I suggest the New York Times editorial board and Google-YouTube go back to the Constitution, which importantly protects freedom of speech in the First Amendment, but also makes the Supreme Court in Article III, the essential final arbiter of what the Constitution says and means in everyday life -- not the New York Times or Google-YouTube authority-wannabes.

My disagreement with the NYT editorial is it incorrectly claims that Chairman Lieberman's request of Google is the equivalent of "telling a media company to shut down constitutionally-protected free speech."

  • As I noted in my previous blog on this topic, the Supreme Court free speech decision (U.S. v. Williams) just last week affirmed that: "Offers to engage in illegal transactions are categorically excluded from First Amendment protection."
  • The terrorist content at issue here is intended to encourage the spread and incitement of violence -- and therefore is not "constitutionally protected free speech."

The New York Times editorialists are being irresponsibly dismissive of legitimate and widely recognized reasons of why a free and democratic society may need to limit free speech

  • Their editorial concludes with a irresponsibly absolute statement: "Cutting off free speech is never the right answer." [bold added]
    • First, terrorist content is not "free speech" protected by the U.S. Constitution.
    • Second, limiting speech is often found to be the right answer to fulfill the purpose or preamble of the U.S. Constitution: "We the people of the United States, in order to form a more perfect union, establish justice, insure domestic tranquility, provide for the common defense, promote the general welfare, and secure the blessings of liberty to ourselves and our posterity, do ordain and establish this Constitution for the United States of America.
      • Thus there are many legitimate and important limitations of pure "free speech."
      • Moreover, the following many types of speech are deemed illegal and not protected: perjury, contempt of court, slander, libel, hate speech, treason, obscenity, profanity, "fighting words", imminent lawless action, sedition, copyright infringement, trade secrets, etc.

I, like all Americans, cherish and understand the critical importance of truly respecting freedom of speech in our American Democracy.

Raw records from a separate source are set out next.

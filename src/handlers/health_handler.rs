use actix_web::{get, web, HttpResponse};

use crate::{
    app_state::AppState, constants::response_format::RESPONSE_FORMAT_VERSION, errors::AppError,
    models::dto::response::ConnectionTestResponse,
};

pub const WELCOME_MESSAGE: &str = "Welcome to the ThinkCheck API. Use the /generate-mcq, /generate-written, \
     /evaluate-answers, /notes, /generate-roadmap or /generate-suggestions endpoints to interact with the service.";

#[get("/")]
pub async fn welcome() -> HttpResponse {
    HttpResponse::Ok()
        .content_type("text/plain; charset=utf-8")
        .body(WELCOME_MESSAGE)
}

#[get("/health")]
pub async fn health_check() -> HttpResponse {
    HttpResponse::Ok().json(serde_json::json!({
        "status": "healthy",
        "version": env!("CARGO_PKG_VERSION"),
        "response_format_version": RESPONSE_FORMAT_VERSION
    }))
}

#[get("/health/ready")]
pub async fn health_check_ready(state: web::Data<AppState>) -> HttpResponse {
    let configured = state.config.has_credentials();

    let response = serde_json::json!({
        "status": if configured { "ready" } else { "not_ready" },
        "version": env!("CARGO_PKG_VERSION"),
        "dependencies": {
            "completion_api": if configured { "configured" } else { "missing_credentials" }
        }
    });

    if configured {
        HttpResponse::Ok().json(response)
    } else {
        HttpResponse::ServiceUnavailable().json(response)
    }
}

#[get("/health/live")]
pub async fn health_check_live() -> HttpResponse {
    HttpResponse::Ok().json(serde_json::json!({
        "status": "alive",
        "version": env!("CARGO_PKG_VERSION")
    }))
}

/// Sends a short greeting prompt upstream to check credentials and reachability.
#[get("/test-connection")]
pub async fn test_connection(state: web::Data<AppState>) -> Result<HttpResponse, AppError> {
    let response = state.study_service.test_connection().await?;

    Ok(HttpResponse::Ok().json(ConnectionTestResponse {
        success: true,
        message: "Completion service connection test successful".to_string(),
        response,
    }))
}
use std::{sync::Arc, time::Duration};

use futures::future::join_all;
use serde_json::Value;

use crate::{
    constants::{prompts::evaluation_prompt, response_format::DEFAULT_DIFFICULTY},
    errors::{AppError, AppResult},
    models::domain::{
        completion::EVALUATION_OPTIONS,
        evaluation::{DEFAULT_COMMENTS, DEFAULT_SUGGESTIONS, MAX_SUGGESTIONS, NEUTRAL_SCORE},
        CompletionRequest, EvaluationBatchResult, EvaluationItem,
    },
    services::{
        completion_client::{CompletionClient, CompletionError},
        parsers::extract_first_json_object,
    },
};

const DEFAULT_TOPIC: &str = "subject";

/// Grades written answers by asking the completion service for a JSON verdict per answer.
pub struct EvaluationService {
    client: Arc<dyn CompletionClient>,
    item_timeout: Duration,
    max_evaluations: usize,
}

impl EvaluationService {
    pub fn new(client: Arc<dyn CompletionClient>, item_timeout: Duration, max_evaluations: usize) -> Self {
        Self {
            client,
            item_timeout,
            max_evaluations,
        }
    }

    /// Evaluates up to `max_evaluations` question/answer pairs concurrently.
    ///
    /// Each pair either yields a parsed verdict or a canned fallback, so the
    /// feedback always has `min(len, max_evaluations)` entries in input order.
    pub async fn evaluate_batch(
        &self,
        questions: &[String],
        answers: &[String],
        topic: Option<&str>,
        difficulty: Option<&str>,
    ) -> AppResult<EvaluationBatchResult> {
        if questions.len() != answers.len() {
            return Err(AppError::InvalidInput {
                message: "Invalid request data".to_string(),
                details: Some(format!(
                    "received {} questions but {} answers",
                    questions.len(),
                    answers.len()
                )),
            });
        }

        let topic = non_blank(topic).unwrap_or(DEFAULT_TOPIC);
        let difficulty = non_blank(difficulty).unwrap_or(DEFAULT_DIFFICULTY);

        if questions.len() > self.max_evaluations {
            log::info!(
                "Evaluating the first {} of {} answers",
                self.max_evaluations,
                questions.len()
            );
        }

        let evaluations = questions
            .iter()
            .zip(answers)
            .take(self.max_evaluations)
            .enumerate()
            .map(|(index, (question, answer))| {
                self.evaluate_item(index, question, answer, topic, difficulty)
            });

        let feedback = join_all(evaluations).await;

        Ok(EvaluationBatchResult::from_feedback(feedback))
    }

    async fn evaluate_item(
        &self,
        index: usize,
        question: &str,
        answer: &str,
        topic: &str,
        difficulty: &str,
    ) -> EvaluationItem {
        let answer = answer.trim();
        if answer.is_empty() {
            return EvaluationItem::no_answer();
        }

        let request = CompletionRequest::new(
            evaluation_prompt(topic, difficulty, question, answer),
            EVALUATION_OPTIONS,
        );

        // Dropping the timed-out future aborts its in-flight HTTP request.
        match tokio::time::timeout(self.item_timeout, self.client.complete(request)).await {
            Err(_) | Ok(Err(CompletionError::UpstreamTimeout { .. })) => {
                log::warn!("Evaluation {} timed out", index + 1);
                EvaluationItem::timed_out()
            }
            Ok(Err(e)) => {
                log::warn!("Evaluation {} failed: {}", index + 1, e);
                EvaluationItem::upstream_failed()
            }
            Ok(Ok(text)) => parse_evaluation(&text).unwrap_or_else(|| {
                log::warn!("Evaluation {} returned no usable JSON", index + 1);
                EvaluationItem::unparseable()
            }),
        }
    }
}

/// Reads a model verdict, normalizing every field to the contract of [`EvaluationItem`].
pub fn parse_evaluation(text: &str) -> Option<EvaluationItem> {
    let verdict = extract_first_json_object(text)?;

    let score = verdict
        .get("score")
        .and_then(score_value)
        .unwrap_or(NEUTRAL_SCORE as f64)
        .round()
        .clamp(0.0, 100.0) as i64;

    let comments = verdict
        .get("comments")
        .and_then(Value::as_str)
        .map(str::trim)
        .filter(|c| !c.is_empty())
        .unwrap_or(DEFAULT_COMMENTS)
        .to_string();

    let suggestions = match verdict.get("suggestions") {
        Some(Value::Array(items)) => items
            .iter()
            .filter_map(Value::as_str)
            .take(MAX_SUGGESTIONS)
            .map(str::to_string)
            .collect(),
        _ => DEFAULT_SUGGESTIONS.iter().map(|s| s.to_string()).collect(),
    };

    Some(EvaluationItem {
        score,
        comments,
        suggestions,
    })
}

fn score_value(value: &Value) -> Option<f64> {
    let score = match value {
        Value::Number(n) => n.as_f64(),
        Value::String(s) => s.trim().trim_end_matches('%').trim().parse().ok(),
        _ => None,
    };
    score.filter(|s: &f64| s.is_finite())
}

fn non_blank(value: Option<&str>) -> Option<&str> {
    value.map(str::trim).filter(|v| !v.is_empty())
}

#[cfg(test)]
mod tests {
    use super::*;
    use crate::services::completion_client::MockCompletionClient;
    use async_trait::async_trait;
    use std::time::Instant;

    fn strings(values: &[&str]) -> Vec<String> {
        values.iter().map(|v| v.to_string()).collect()
    }

    fn service(client: impl CompletionClient + 'static) -> EvaluationService {
        EvaluationService::new(Arc::new(client), Duration::from_secs(15), 5)
    }

    /// Answers every prompt after a fixed delay.
    struct SlowClient {
        delay: Duration,
        reply: &'static str,
    }

    #[async_trait]
    impl CompletionClient for SlowClient {
        async fn complete(&self, _request: CompletionRequest) -> Result<String, CompletionError> {
            tokio::time::sleep(self.delay).await;
            Ok(self.reply.to_string())
        }
    }

    #[test]
    fn parse_evaluation_clamps_and_rounds_score() {
        assert_eq!(parse_evaluation(r#"{"score": 150}"#).unwrap().score, 100);
        assert_eq!(parse_evaluation(r#"{"score": -20}"#).unwrap().score, 0);
        assert_eq!(parse_evaluation(r#"{"score": 72.6}"#).unwrap().score, 73);
        assert_eq!(parse_evaluation(r#"{"score": "85"}"#).unwrap().score, 85);
    }

    #[test]
    fn parse_evaluation_defaults_missing_fields() {
        let item = parse_evaluation("Verdict: {}").unwrap();

        assert_eq!(item.score, 50);
        assert_eq!(item.comments, DEFAULT_COMMENTS);
        assert_eq!(item.suggestions, strings(&DEFAULT_SUGGESTIONS));
    }

    #[test]
    fn parse_evaluation_handles_non_numeric_score_and_non_list_suggestions() {
        let item =
            parse_evaluation(r#"{"score": "excellent", "comments": "", "suggestions": "be clearer"}"#)
                .unwrap();

        assert_eq!(item.score, 50);
        assert_eq!(item.comments, DEFAULT_COMMENTS);
        assert_eq!(item.suggestions.len(), 2);
    }

    #[test]
    fn parse_evaluation_truncates_suggestions() {
        let item = parse_evaluation(
            r#"{"score": 64, "comments": "Decent", "suggestions": ["a", "b", "c", "d", "e"]}"#,
        )
        .unwrap();

        assert_eq!(item.comments, "Decent");
        assert_eq!(item.suggestions, strings(&["a", "b", "c"]));
    }

    #[test]
    fn parse_evaluation_rejects_text_without_json() {
        assert_eq!(parse_evaluation("I think this answer is quite good."), None);
    }

    #[tokio::test]
    async fn mismatched_lengths_are_invalid_input() {
        let mut client = MockCompletionClient::new();
        client.expect_complete().times(0);

        let result = service(client)
            .evaluate_batch(&strings(&["q1", "q2", "q3"]), &strings(&["a1", "a2"]), None, None)
            .await;

        assert!(matches!(result, Err(AppError::InvalidInput { .. })));
    }

    #[tokio::test]
    async fn blank_answers_skip_the_completion_service() {
        let mut client = MockCompletionClient::new();
        client.expect_complete().times(0);

        let result = service(client)
            .evaluate_batch(&strings(&["q1", "q2"]), &strings(&["", "   "]), None, None)
            .await
            .unwrap();

        assert_eq!(result.feedback, vec![EvaluationItem::no_answer(); 2]);
        assert_eq!(result.overall_score, 0);
        assert_eq!(result.metrics.questions_evaluated, 2);
    }

    #[tokio::test]
    async fn evaluates_only_the_first_five_pairs() {
        let mut client = MockCompletionClient::new();
        client
            .expect_complete()
            .times(5)
            .returning(|_| Ok(r#"{"score": 90, "comments": "Great", "suggestions": []}"#.to_string()));

        let questions: Vec<String> = (1..=7).map(|i| format!("q{}", i)).collect();
        let answers: Vec<String> = (1..=7).map(|i| format!("a{}", i)).collect();

        let result = service(client)
            .evaluate_batch(&questions, &answers, Some("history"), Some("easy"))
            .await
            .unwrap();

        assert_eq!(result.feedback.len(), 5);
        assert_eq!(result.overall_score, 90);
        assert_eq!(result.metrics.highest_score, 90);
        assert_eq!(result.metrics.lowest_score, 90);
    }

    #[tokio::test]
    async fn failures_become_fallbacks_in_input_order() {
        let mut client = MockCompletionClient::new();
        client.expect_complete().times(3).returning(|request| {
            if request.prompt_text.contains("first") {
                Ok("Sure! {\"score\": 80, \"comments\": \"Solid\"}".to_string())
            } else if request.prompt_text.contains("second") {
                Err(CompletionError::UpstreamError {
                    status: Some(500),
                    message: "boom".into(),
                })
            } else {
                Ok("no json at all".to_string())
            }
        });

        let result = service(client)
            .evaluate_batch(
                &strings(&["Q1", "Q2", "Q3", "Q4"]),
                &strings(&["first answer", "second answer", "third answer", ""]),
                None,
                None,
            )
            .await
            .unwrap();

        assert_eq!(result.feedback.len(), 4);
        assert_eq!(result.feedback[0].score, 80);
        assert_eq!(result.feedback[0].comments, "Solid");
        assert_eq!(result.feedback[1], EvaluationItem::upstream_failed());
        assert_eq!(result.feedback[2], EvaluationItem::unparseable());
        assert_eq!(result.feedback[3], EvaluationItem::no_answer());
        assert_eq!(result.overall_score, 45);
        assert_eq!(result.metrics.highest_score, 80);
        assert_eq!(result.metrics.lowest_score, 0);
    }

    #[tokio::test]
    async fn transport_timeout_maps_to_timeout_fallback() {
        let mut client = MockCompletionClient::new();
        client
            .expect_complete()
            .returning(|_| Err(CompletionError::UpstreamTimeout { after_secs: 30 }));

        let result = service(client)
            .evaluate_batch(&strings(&["q"]), &strings(&["a"]), None, None)
            .await
            .unwrap();

        assert_eq!(result.feedback, vec![EvaluationItem::timed_out()]);
    }

    #[tokio::test]
    async fn slow_items_time_out_individually() {
        let client = SlowClient {
            delay: Duration::from_secs(5),
            reply: r#"{"score": 100}"#,
        };
        let service = EvaluationService::new(Arc::new(client), Duration::from_millis(50), 5);

        let result = service
            .evaluate_batch(&strings(&["q1", "q2"]), &strings(&["a1", ""]), None, None)
            .await
            .unwrap();

        assert_eq!(result.feedback[0], EvaluationItem::timed_out());
        assert_eq!(result.feedback[1], EvaluationItem::no_answer());
    }

    #[tokio::test]
    async fn pairs_are_evaluated_concurrently() {
        let client = SlowClient {
            delay: Duration::from_millis(300),
            reply: r#"{"score": 70}"#,
        };
        let service = EvaluationService::new(Arc::new(client), Duration::from_secs(5), 5);

        let started = Instant::now();
        let result = service
            .evaluate_batch(
                &strings(&["q1", "q2", "q3", "q4", "q5"]),
                &strings(&["a1", "a2", "a3", "a4", "a5"]),
                None,
                None,
            )
            .await
            .unwrap();

        assert_eq!(result.feedback.len(), 5);
        assert!(result.feedback.iter().all(|item| item.score == 70));
        assert!(started.elapsed() < Duration::from_millis(1200));
    }
}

  • However, we also should all understand that a person cannot have freedom of speech if they are dead from terrorism or have been intimidated or effectively silenced by terrorists.
  • What is clear is here is that both the New York Times and Google-YouTube are advancing their own definition and concept of "free speech" not that our forefathers or our final constitutional arbiter of the free speech -- the U.S. Supreme Court. 
    • I respect their freedom of speech, but I also have the freedom of speech to call them on their deception that they are advancing "constitutionally" protected free speech.
      • They are not; they can't hide behind a Constitution that they don't respect in practice.
      • They are protecting speech that they want to protect.